6.1 NPA Percentage Forecasting Using Advances:
To conclude the study, we attempted to forecast both the gross and net NPA%, from the advances. Linear
and non linear models were obtained from SPSS analysis. The forecasted values were compared to the
actual values. Statistically significant linear and non-linear relationships were obtained between the gross
NPA% and the single independent variable advances, (Table I). Similar relationships were obtained
between the Net NPA% and the single independent variable advances, (Table 2). The R and R2 values were
very low (Table 1 and 2) for the linear Model, though statistically significant. Thus the relationship between
the variables was not linear. Statistically significant non linear models were thus estimated during the study
i.e. Cubic, Inverse, Quadratic, Logarithmic and S Curve Models. Among these models Inverse, Quadratic
and S Curve and Cubic models were found to be better fits, since R and R2 found to be close to 1. The S
Curve model showed the highest R and R2 values and was the best fit for gross NPA and Cubic model
showed the highest R and R2 values and was the best fit for net NPA estimations.
The cubic relationship between the Net NPA% and the independent variable advances (Eqn. 2) and the
S-Curve relationship between the Gross NPA% and the independent variable advances (Eqn.1) were then
used to estimate gross and net NPA amounts which were compared with the respective RBI Published
figures. The difference between predicted and actual values is shown in Tables 3 and 4 and Figures 2 and 3.
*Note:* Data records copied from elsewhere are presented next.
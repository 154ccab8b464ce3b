use ordered_float::{FloatIsNan, NotNan};
use std::cmp::Ordering;
use std::collections::BinaryHeap;

// Entries with equal keys come out in push order, so `seq` breaks ties.
struct HeapEntry<T> {
    key: NotNan<f64>,
    seq: u64,
    value: T,
}

impl<T> PartialEq for HeapEntry<T> {
    fn eq(&self, other: &HeapEntry<T>) -> bool {
        self.key == other.key && self.seq == other.seq
    }
}

impl<T> Eq for HeapEntry<T> {}

impl<T> PartialOrd for HeapEntry<T> {
    fn partial_cmp(&self, other: &HeapEntry<T>) -> Option<Ordering> {
        Some(self.cmp(other))
    }
}

impl<T> Ord for HeapEntry<T> {
    fn cmp(&self, other: &HeapEntry<T>) -> Ordering {
        other.key.cmp(&self.key)
            .then_with(|| other.seq.cmp(&self.seq))
    }
}

impl<T> HeapEntry<T> {
    fn to_tuple(&self) -> (f64, &T) {
        (self.key.into_inner(), &self.value)
    }
}

/// Min-heap on `f64` keys that is stable for equal keys.
pub struct FloatBinaryHeap<T> {
    heap: BinaryHeap<HeapEntry<T>>,
    next_seq: u64,
}

impl<T> Default for FloatBinaryHeap<T> {
    fn default() -> Self {
        FloatBinaryHeap::new()
    }
}

impl<T> FloatBinaryHeap<T> {
    pub fn new () -> FloatBinaryHeap<T> {
        FloatBinaryHeap {
            heap: BinaryHeap::new(),
            next_seq: 0,
        }
    }

    pub fn push (&mut self, key: f64, value: T) -> Result<(), FloatIsNan> {
        let key = NotNan::new(key)?;
        let seq = self.next_seq;
        self.next_seq += 1;
        self.heap.push(HeapEntry { key, seq, value });
        Ok(())
    }

    pub fn peek(&self) -> Option<(f64, &T)> {
        self.heap.peek().map(|r| r.to_tuple())
    }

    pub fn pop (&mut self) -> Option<(f64, T)> {
        self.heap.pop().map(|r| (r.key.into_inner(), r.value))
    }

    pub fn len (&self) -> usize {
        self.heap.len()
    }

    pub fn is_empty(&self) -> bool {
        self.heap.is_empty()
    }
}

#[cfg(test)]
mod tests {
    use super::*;

    #[test]
    fn pops_smallest_key_first() {
        let mut heap = FloatBinaryHeap::new();
        heap.push(3.0, 'c').unwrap();
        heap.push(1.0, 'a').unwrap();
        heap.push(2.0, 'b').unwrap();

        assert_eq!(heap.peek(), Some((1.0, &'a')));
        assert_eq!(heap.pop(), Some((1.0, 'a')));
        assert_eq!(heap.pop(), Some((2.0, 'b')));
        assert_eq!(heap.pop(), Some((3.0, 'c')));
        assert_eq!(heap.pop(), None);
    }

    #[test]
    fn equal_keys_keep_push_order() {
        let mut heap = FloatBinaryHeap::new();
        for i in 0..50 {
            heap.push(5.0, i).unwrap();
        }
        heap.push(1.0, 100).unwrap();

        assert_eq!(heap.pop(), Some((1.0, 100)));
        for i in 0..50 {
            assert_eq!(heap.pop(), Some((5.0, i)));
        }
        assert!(heap.is_empty());
    }

    #[test]
    fn nan_key_is_rejected() {
        let mut heap = FloatBinaryHeap::new();
        assert!(heap.push(f64::NAN, ()).is_err());
        assert_eq!(heap.len(), 0);
    }
}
Thus a reasonable estimate of both gross and net NPA can be made from these models from advances made
by the bank. Model accuracy can be improved by combining different non-linear models to arrive at a
better fit.

7. Conclusion
As NPA’s are a direct reflection of asset quality, estimating them can prove useful in overall credit
management. We attempt to model the non performing assets at one of India’s midsized banks as a function
of the loans advanced by the bank. We obtained statistically significant linear and non linear models to
accomplish the above. A cubic model provided the best fit for net NPA percentage and an S Curve model
provided the best fit for the Gross NPA percentages as a function of advances, thereby helping us arrive at
NPA estimates. Given large time lags involved in establishing problem loans as NPAs, this can help
managers at banks arrive at an estimate of NPA as soon as advances are made, as opposed to relying solely
on the RBI for published NPA figures. Thus bank managers can monitor and improve their asset quality
continuously over time by monitoring amounts advanced and corresponding NPAs over a periodic basis.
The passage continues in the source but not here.